On Wednesday, 25 people were injured on a flight from Salt Lake City to Amsterdam that struck severe turbulence and was forced to divert to Minneapolis.
The disturbance is one of several turbulence-impacted flights reported this year. It also raises awareness about aviation safety ranging from January’s midair collision over Washington, D.C., that killed 67 people, to the plane that flipped over as it crashed in Toronto in March, to last weekend's smoking jet at Denver International Airport, where passengers slid down an emergency slide.
25 injured after turbulence hits Salt Lake City flight headed to Europe:
Regarding turbulence, five people were taken to a North Carolina hospital for evaluation in June after an American Airlines flight from Miami hit turbulence on its way to Raleigh-Durham International Airport. The plane landed safely.

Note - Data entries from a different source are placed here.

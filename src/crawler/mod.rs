//! Crawler module for partitioned search retrieval
//!
//! This module contains the core crawling logic, including:
//! - Page fetching with jitter, retries and rate-limit cooldowns
//! - Partition planning along the facet ladder
//! - Task scheduling on a bounded worker pool
//! - Stall detection and progress reporting
//! - Overall search coordination

mod coordinator;
mod fetcher;
mod monitor;
mod planner;
mod scheduler;

pub use coordinator::{Crawler, SearchOptions, SearchOutcome};
pub use fetcher::{build_http_client, sleep_or_cancel, FetchError, PageFetcher};
pub use monitor::{LogProgress, ProgressEvent, ProgressSink, StallDetector};
pub use planner::{PartitionPlanner, Plan};
pub use scheduler::{Scheduler, Task, TaskOutcome};

use crate::config::Config;
use crate::CrawlError;

/// Runs a single search
///
/// This is the one-shot entry point. It will:
/// 1. Build the site adapter and HTTP client
/// 2. Probe the keyword and split it along the facet ladder as needed
/// 3. Page through every small-enough partition
/// 4. Return the deduplicated records with the declared total
///
/// # Arguments
///
/// * `config` - The crawler configuration
/// * `keyword` - Search keyword
/// * `max_records` - Cap on returned records
///
/// # Returns
///
/// * `Ok(SearchOutcome)` - Search finished, possibly early
/// * `Err(CrawlError)` - Invalid input or client setup failed
pub async fn search(
    config: Config,
    keyword: &str,
    max_records: usize,
) -> Result<SearchOutcome, CrawlError> {
    Crawler::new(config)?
        .search(keyword, max_records, &SearchOptions::default())
        .await
}
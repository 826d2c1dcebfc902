//! Adapter for the 1111 job bank search API

use crate::config::SiteConfig;
use crate::query::Query;
use crate::site::{
    collect_records, lenient_string, lenient_u64, JobPosting, PageResult, ParseError, RawRecord,
    RecordTransform, SiteAdapter, NEGOTIABLE,
};
use reqwest::{Client, RequestBuilder};
use serde_json::Value;
use std::collections::BTreeMap;

const SEARCH_PATH: &str = "/api/v1/search/jobs/";

/// Adapter for `www.1111.com.tw`
#[derive(Debug, Clone)]
pub struct Job1111 {
    endpoint: String,
    sort: Option<String>,
}

impl Job1111 {
    pub fn new(config: &SiteConfig) -> Self {
        Self {
            endpoint: format!("{}{}", config.base_url.trim_end_matches('/'), SEARCH_PATH),
            sort: config.sort.clone(),
        }
    }

    fn record_id(item: &Value) -> Option<String> {
        lenient_string(&item["jobId"])
    }
}

impl SiteAdapter for Job1111 {
    fn name(&self) -> &'static str {
        "1111"
    }

    fn default_params(&self, ascending: bool) -> BTreeMap<String, String> {
        let sort_by = match self.sort.as_deref() {
            Some("date") => "da",
            _ => "ab",
        };
        [
            ("fromOffset", "0"),
            ("sortBy", sort_by),
            ("sortOrder", if ascending { "asc" } else { "desc" }),
            ("isSyncedRecommendJobs", "false"),
        ]
        .into_iter()
        .map(|(k, v)| (k.to_string(), v.to_string()))
        .collect()
    }

    fn build_request(&self, client: &Client, query: &Query, page: u32) -> RequestBuilder {
        let params = query.params();
        let sort_by = params.get("sortBy").map(String::as_str).unwrap_or("ab");
        let sort_order = params.get("sortOrder").map(String::as_str).unwrap_or("desc");
        let search_url = format!(
            "/search/job?page={}&col={}&sort={}&ks={}",
            page,
            sort_by,
            sort_order,
            query.keyword()
        );
        let page = page.to_string();

        client.get(&self.endpoint).query(&params).query(&[
            ("page", page.as_str()),
            ("keyword", query.keyword()),
            ("conditionsText", query.keyword()),
            ("searchUrl", search_url.as_str()),
        ])
    }

    fn parse_page(&self, body: &str) -> Result<PageResult, ParseError> {
        let data: Value = serde_json::from_str(body)?;
        let result = data.get("result").ok_or(ParseError::MissingField("result"))?;

        let declared_total = result
            .get("pagination")
            .and_then(|p| p.get("totalCount"))
            .and_then(lenient_u64)
            .ok_or(ParseError::MissingField("result.pagination.totalCount"))?;

        let records = collect_records(self.name(), result.get("hits"), Self::record_id);

        Ok(PageResult {
            declared_total,
            records,
        })
    }
}

/// Normalizes 1111 records into [`JobPosting`]s
#[derive(Debug, Clone, Copy, Default)]
pub struct PostingTransform;

impl RecordTransform for PostingTransform {
    type Output = JobPosting;

    fn transform(&self, record: &RawRecord) -> JobPosting {
        let job = &record.payload;
        let text = |key: &str| job[key].as_str().unwrap_or_default().to_string();

        let job_url = lenient_string(&job["jobId"])
            .map(|id| format!("https://www.1111.com.tw/job/{}/", id))
            .unwrap_or_default();

        JobPosting {
            platform: "1111".to_string(),
            name: text("title"),
            company_name: text("companyName"),
            salary: job["salary"]
                .as_str()
                .filter(|s| !s.is_empty())
                .unwrap_or(NEGOTIABLE)
                .to_string(),
            job_url,
            location: job["workCity"]["name"]
                .as_str()
                .unwrap_or_default()
                .to_string(),
            source: record.label.clone(),
        }
    }
}
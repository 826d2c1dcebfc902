//! State module for tracking crawl progress
//!
//! # Components
//!
//! - `DedupStore`: capped, deduplicated record accumulator
//! - `CrawlState`: per-search cancellation, counters and stop reason

mod crawl_state;
mod dedup;

// Re-export main types
pub use crawl_state::{CrawlSnapshot, CrawlState, StopReason};
pub use dedup::DedupStore;
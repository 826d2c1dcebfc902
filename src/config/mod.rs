//! Configuration module for Facet-Crawl
//!
//! This module handles loading, parsing, and validating TOML configuration files.
//!
//! # Example
//!
//! ```no_run
//! use facet_crawl::config::load_config;
//! use std::path::Path;
//!
//! let config = load_config(Path::new("crawl.toml")).unwrap();
//! println!("Crawler will use {} workers", config.crawler.workers);
//! ```

mod parser;
mod types;
mod validation;

// Re-export types
pub use types::{Config, CrawlerConfig, FacetConfig, FacetValueConfig, SiteConfig};

// Re-export parser functions
pub use parser::{compute_config_hash, load_config, load_config_with_hash, parse_config};
pub use validation::validate;
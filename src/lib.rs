//! Facet-Crawl: an adaptive partitioned crawler for capped search APIs
//!
//! This crate retrieves the complete result set of a paginated, rate-limited
//! search API that refuses to serve more than a fixed number of pages per
//! query. Over-large queries are split along a ladder of facets (region,
//! sub-region, salary bracket, ...) until every partition is small enough to
//! page through, and the partitions' records are merged without duplicates.

pub mod config;
pub mod crawler;
pub mod output;
pub mod query;
pub mod site;
pub mod state;

use thiserror::Error;

/// Main error type for Facet-Crawl operations
///
/// Remote misbehaviour (rate limiting, blocks, malformed pages) never surfaces
/// here; it degrades into a partial result instead.
#[derive(Debug, Error)]
pub enum CrawlError {
    #[error("Configuration error: {0}")]
    Config(#[from] ConfigError),

    #[error("Search keyword cannot be empty")]
    EmptyKeyword,

    #[error("HTTP client error: {0}")]
    HttpClient(#[from] reqwest::Error),

    #[error("Unknown site adapter: {0}")]
    UnknownSite(String),

    #[error("JSON error: {0}")]
    Json(#[from] serde_json::Error),

    #[error("IO error: {0}")]
    Io(#[from] std::io::Error),
}

/// Configuration-specific errors
#[derive(Debug, Error)]
pub enum ConfigError {
    #[error("Failed to read config file: {0}")]
    Io(#[from] std::io::Error),

    #[error("Failed to parse TOML: {0}")]
    Parse(#[from] toml::de::Error),

    #[error("Validation error: {0}")]
    Validation(String),

    #[error("Invalid URL in config: {0}")]
    InvalidUrl(String),

    #[error("Invalid facet ladder: {0}")]
    InvalidFacet(String),
}

/// Result type alias for Facet-Crawl operations
pub type Result<T> = std::result::Result<T, CrawlError>;

/// Result type alias for configuration operations
pub type ConfigResult<T> = std::result::Result<T, ConfigError>;

// Re-export commonly used types
pub use config::Config;
pub use crawler::{Crawler, SearchOptions, SearchOutcome};
pub use query::{Constraint, FacetLadder, Query};
pub use site::{RawRecord, SiteAdapter};
pub use state::StopReason;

Earlier that month, severe storms in southern Germany forced a Ryanair flight to make an emergency landing after violent turbulence injured nine people on board, German police said. The flight was traveling from Berlin to Milan with 179 passengers and six crew members. Eight passengers and one crew member were hurt.
A United Airlines flight from San Francisco to Singapore experienced severe turbulence in March. At the time, the plane carrying 174 passengers and 14 crew members were flying over the Philippines. Five people were injured and the plane was able to land safely in Singapore.
Several flights were diverted to Waco, Texas, on March 3, because of turbulence. Five people were injured aboard one of them, a United Express plane flying from Springfield, Missouri, to Houston.
A man was killed when a Singapore Airlines flight hit severe turbulence in May 2024, the first person to die from turbulence on a major airline in several decades.